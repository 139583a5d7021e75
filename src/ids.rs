use crate::errors::*;
use std::sync::Mutex;

const WORD_BITS: u16 = 64;

/// Thread-safe allocator for the 16-bit channel id space.
///
/// Ids run from 1 to the negotiated channel max; id 0 is the connection's own
/// channel and is never handed out. Allocation scans a bitset starting from a
/// rotating hint so recently released ids are not immediately reused.
pub(crate) struct IdAllocator {
    inner: Mutex<Bits>,
}

struct Bits {
    words: Vec<u64>,
    channel_max: u16,
    next_hint: u16,
}

impl IdAllocator {
    pub(crate) fn new(channel_max: u16) -> IdAllocator {
        let words = (channel_max as usize / WORD_BITS as usize) + 1;
        IdAllocator {
            inner: Mutex::new(Bits {
                words: vec![0; words],
                channel_max,
                next_hint: 1,
            }),
        }
    }

    /// Claim the lowest free id at or after the rotating hint, wrapping once.
    pub(crate) fn allocate(&self) -> Result<u16> {
        let mut bits = self.inner.lock().unwrap();
        if bits.channel_max == 0 {
            return ExhaustedChannelIdsSnafu.fail();
        }
        let start = bits.next_hint;
        let mut candidate = start;
        loop {
            if !bits.get(candidate) {
                bits.set(candidate, true);
                bits.next_hint = if candidate == bits.channel_max {
                    1
                } else {
                    candidate + 1
                };
                return Ok(candidate);
            }
            candidate = if candidate == bits.channel_max {
                1
            } else {
                candidate + 1
            };
            if candidate == start {
                return ExhaustedChannelIdsSnafu.fail();
            }
        }
    }

    /// Claim a specific id requested by the caller.
    pub(crate) fn reserve(&self, id: u16) -> Result<()> {
        let mut bits = self.inner.lock().unwrap();
        if id == 0 || id > bits.channel_max || bits.get(id) {
            return UnavailableChannelIdSnafu { channel_id: id }.fail();
        }
        bits.set(id, true);
        Ok(())
    }

    pub(crate) fn release(&self, id: u16) {
        let mut bits = self.inner.lock().unwrap();
        if id != 0 && id <= bits.channel_max {
            bits.set(id, false);
        }
    }

    pub(crate) fn is_allocated(&self, id: u16) -> bool {
        let bits = self.inner.lock().unwrap();
        id != 0 && id <= bits.channel_max && bits.get(id)
    }

    /// Free every id. Used when a connection is torn down for recovery and
    /// channels will be re-reserved under their old ids.
    pub(crate) fn reset(&self) {
        let mut bits = self.inner.lock().unwrap();
        for word in bits.words.iter_mut() {
            *word = 0;
        }
        bits.next_hint = 1;
    }
}

impl Bits {
    fn get(&self, id: u16) -> bool {
        let word = (id / WORD_BITS) as usize;
        let bit = id % WORD_BITS;
        self.words[word] & (1 << bit) != 0
    }

    fn set(&mut self, id: u16, value: bool) {
        let word = (id / WORD_BITS) as usize;
        let bit = id % WORD_BITS;
        if value {
            self.words[word] |= 1 << bit;
        } else {
            self.words[word] &= !(1 << bit);
        }
    }
}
===============
## Instructions for the task:
Among the records above, only the lines between the line holding "if bits.channel_max == 0" and the line holding "candidate = if", inclusive, are to be output, exactly as written.

## Result for this task:
        if bits.channel_max == 0 {
            return ExhaustedChannelIdsSnafu.fail();
        }
        let start = bits.next_hint;
        let mut candidate = start;
        loop {
            if !bits.get(candidate) {
                bits.set(candidate, true);
                bits.next_hint = if candidate == bits.channel_max {
                    1
                } else {
                    candidate + 1
                };
                return Ok(candidate);
            }
            candidate = if candidate == bits.channel_max {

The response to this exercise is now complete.